Juri Strumpflohner
Juri Strumpflohner Juri is a full stack developer and tech lead with a special passion for the web and frontend development. He creates online videos for Egghead.io, writes articles on his blog and for tech magazines, speaks at conferences and holds training workshops. Juri is also a recognized Google Developer Expert in Web Technologies

Add semantic through your code, not through commenting

2 min read

Is it good to have a lot of code comments, explaining things s.t. your other team members know what was your intention when writing certain pieces?? Well, not fully. Having a lot of code comments throughout your code is also considered to be a code smell and should therefore be avoided. But so, what should be done? Just remove the comments? No, the key part is to add semantic by writing explicit, well readable code.

One way (of many such as writing meaningful variable names) of adding semantic to your code is in my eyes tightly related to the "Extract Method" refactoring. I'd like to mention it here shortly with a real example because I think people should care about this and apply it (where appropriate of course).

The method below shows a "real" code sample, where a comment has been added for explaining the purpose of the following lines of code.

if (someConditionHolds)
{
//formats the date according to the given culture
DateTime date;
if (DateTime.TryParse(textBoxDate.Text, new CultureInfo(this.PreviousCulture), DateTimeStyles.AssumeLocal, out date))
{
textBoxDate.Text = date.ToString(this.DisplayFormat, Thread.CurrentThread.CurrentUICulture);
}
}
This code looks quite complex, you see the reading of the culture from the current thread, then there is some other code involved which is creating a new culture object based on the previously used culture etc...Basically a lot of complex stuff which I don't want to bother about if I was not the developer who wrote this piece. So one would read the comment above and understand, ok, these lines are just formatting the date according to the current culture and assigning it to the textbox.

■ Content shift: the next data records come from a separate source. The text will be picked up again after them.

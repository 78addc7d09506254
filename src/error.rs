//! Error types for apidb operations.

use std::path::PathBuf;

use thiserror::Error;

/// Errors that can occur while building the database files.
#[derive(Error, Debug)]
pub enum Error {
    #[error("failed to read {}: {source}", path.display())]
    Read {
        path: PathBuf,
        source: std::io::Error,
    },

    #[error("malformed README: {0}")]
    Structure(String),

    #[error("failed to write {}: {source}", path.display())]
    Write {
        path: PathBuf,
        source: std::io::Error,
    },

    #[error("JSON serialization error: {0}")]
    Json(#[from] serde_json::Error),

    #[error("UTF-8 decoding error: {0}")]
    Utf8(#[from] std::string::FromUtf8Error),
}

pub type Result<T> = std::result::Result<T, Error>;
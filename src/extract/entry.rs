//! Final resource records and the stub → record normalization.

use serde::{Deserialize, Serialize};

use super::rows::{EntryStub, GroupedTable};

/// One resource record as it appears in `resources.json`.
///
/// Field order is the serialization order, which consumers of the JSON
/// depend on.
#[derive(Debug, Clone, PartialEq, Eq, Serialize, Deserialize)]
pub struct Entry {
    #[serde(rename = "API")]
    pub api: String,
    #[serde(rename = "Description")]
    pub description: String,
    #[serde(rename = "Auth")]
    pub auth: String,
    #[serde(rename = "HTTPS")]
    pub https: bool,
    #[serde(rename = "Cors", default, skip_serializing_if = "Option::is_none")]
    pub cors: Option<String>,
    #[serde(rename = "Link")]
    pub link: String,
    #[serde(rename = "Category")]
    pub category: String,
}

/// Flatten every grouped table into one entry list, tagging each entry with
/// its table's name. Order is table order, then row order within the table.
pub fn format_resources(tables: &[GroupedTable]) -> Vec<Entry> {
    tables
        .iter()
        .flat_map(|table| table.rows.iter().map(|stub| format_entry(stub, &table.name)))
        .collect()
}

/// Split a stub's accumulated description on `|` into the ordered
/// description/auth/https/cors fields and normalize them.
fn format_entry(stub: &EntryStub, category: &str) -> Entry {
    let mut fields = stub
        .description
        .split('|')
        .map(str::trim)
        .filter(|s| !s.is_empty());
    let description = fields.next().unwrap_or_default();
    let auth = fields.next();
    let https = fields.next();
    let cors = fields.next();

    Entry {
        api: stub.name.clone(),
        description: description.to_string(),
        auth: match auth {
            Some(a) if !a.eq_ignore_ascii_case("no") => a.to_string(),
            _ => String::new(),
        },
        https: https.is_some_and(|h| h.eq_ignore_ascii_case("yes")),
        cors: cors.map(str::to_lowercase),
        link: stub.link.clone(),
        category: category.to_string(),
    }
}
//! URL-safe slug generation for category names.

/// Generate a URL-safe slug from a category name.
///
/// Converts text to lowercase, spells out `&` as `and`, and collapses every
/// run of characters outside `[a-z0-9/]` into a single hyphen, with no
/// leading or trailing hyphens.
///
/// # Examples
///
/// ```
/// use apidb::slugify;
///
/// assert_eq!(slugify("Animals"), "animals");
/// assert_eq!(slugify("Animals & Nature"), "animals-and-nature");
/// assert_eq!(slugify("News/Media"), "news/media");
/// ```
pub fn slugify(name: &str) -> String {
    name.trim()
        .to_lowercase()
        .replace('&', "and")
        .split(|c: char| !(c.is_ascii_alphanumeric() || c == '/'))
        .filter(|s| !s.is_empty())
        .collect::<Vec<_>>()
        .join("-")
}
//! apidb - README to JSON database converter

use std::path::PathBuf;
use std::process::ExitCode;

use clap::Parser;

use apidb::{Database, load_readme, validate, write_database};

#[derive(Parser)]
#[command(name = "apidb")]
#[command(version, about = "Builds JSON resource databases from a README", long_about = None)]
#[command(after_help = "EXAMPLES:
    apidb                       Build db/ from ./README.md
    apidb -o out docs/APIS.md   Build out/ from docs/APIS.md
    apidb --check               Lint ./README.md without building")]
struct Cli {
    /// Input README file
    #[arg(value_name = "README", default_value = "README.md")]
    input: PathBuf,

    /// Output directory for resources.json and categories.json
    #[arg(short, long, value_name = "DIR", default_value = "db")]
    outdir: PathBuf,

    /// Lint the README instead of building
    #[arg(long)]
    check: bool,

    /// Suppress output messages
    #[arg(short, long)]
    quiet: bool,
}

fn main() -> ExitCode {
    let cli = Cli::parse();

    if cli.check {
        return check(&cli);
    }

    match build(&cli) {
        Ok(()) => ExitCode::SUCCESS,
        Err(e) => {
            eprintln!("error: {e}");
            ExitCode::FAILURE
        }
    }
}

fn build(cli: &Cli) -> apidb::Result<()> {
    let db = Database::from_file(&cli.input)?;
    write_database(&db, &cli.outdir)?;
    if !cli.quiet {
        println!(
            "{}: {} entries in {} categories -> {}",
            cli.input.display(),
            db.resources.len(),
            db.categories.len(),
            cli.outdir.display()
        );
    }
    Ok(())
}

fn check(cli: &Cli) -> ExitCode {
    let text = match load_readme(&cli.input) {
        Ok(text) => text,
        Err(e) => {
            eprintln!("error: {e}");
            return ExitCode::FAILURE;
        }
    };
    let messages = validate::check_readme(&text);
    if messages.is_empty() {
        if !cli.quiet {
            println!("{}: OK", cli.input.display());
        }
        ExitCode::SUCCESS
    } else {
        for message in &messages {
            println!("{message}");
        }
        ExitCode::FAILURE
    }
}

In such a case Fowler suggests to apply the "Extract Method" refactoring and restructure it as follows
if (someConditionHolds)
{
textBoxDate.Text = GetCultureFormattedDateString(textBoxDate.Text);
}

private string GetCultureFormattedDateString(string toFormat)
{
string result = toFormat;

DateTime date;
if (DateTime.TryParse(textBoxDate.Text, new CultureInfo(this.PreviousCulture), DateTimeStyles.AssumeLocal, out date))
{
result = date.ToString(this.DisplayFormat, Thread.CurrentThread.CurrentUICulture);
}

return result;
}
Now this really looks simple, doesn't it? When I read over the code, I come across the method call and I immediately catch what is going on by reading the method name. Then, if I'm interested in this special thing, I can go and read the complex implementation, but otherwise I just don't care and go on.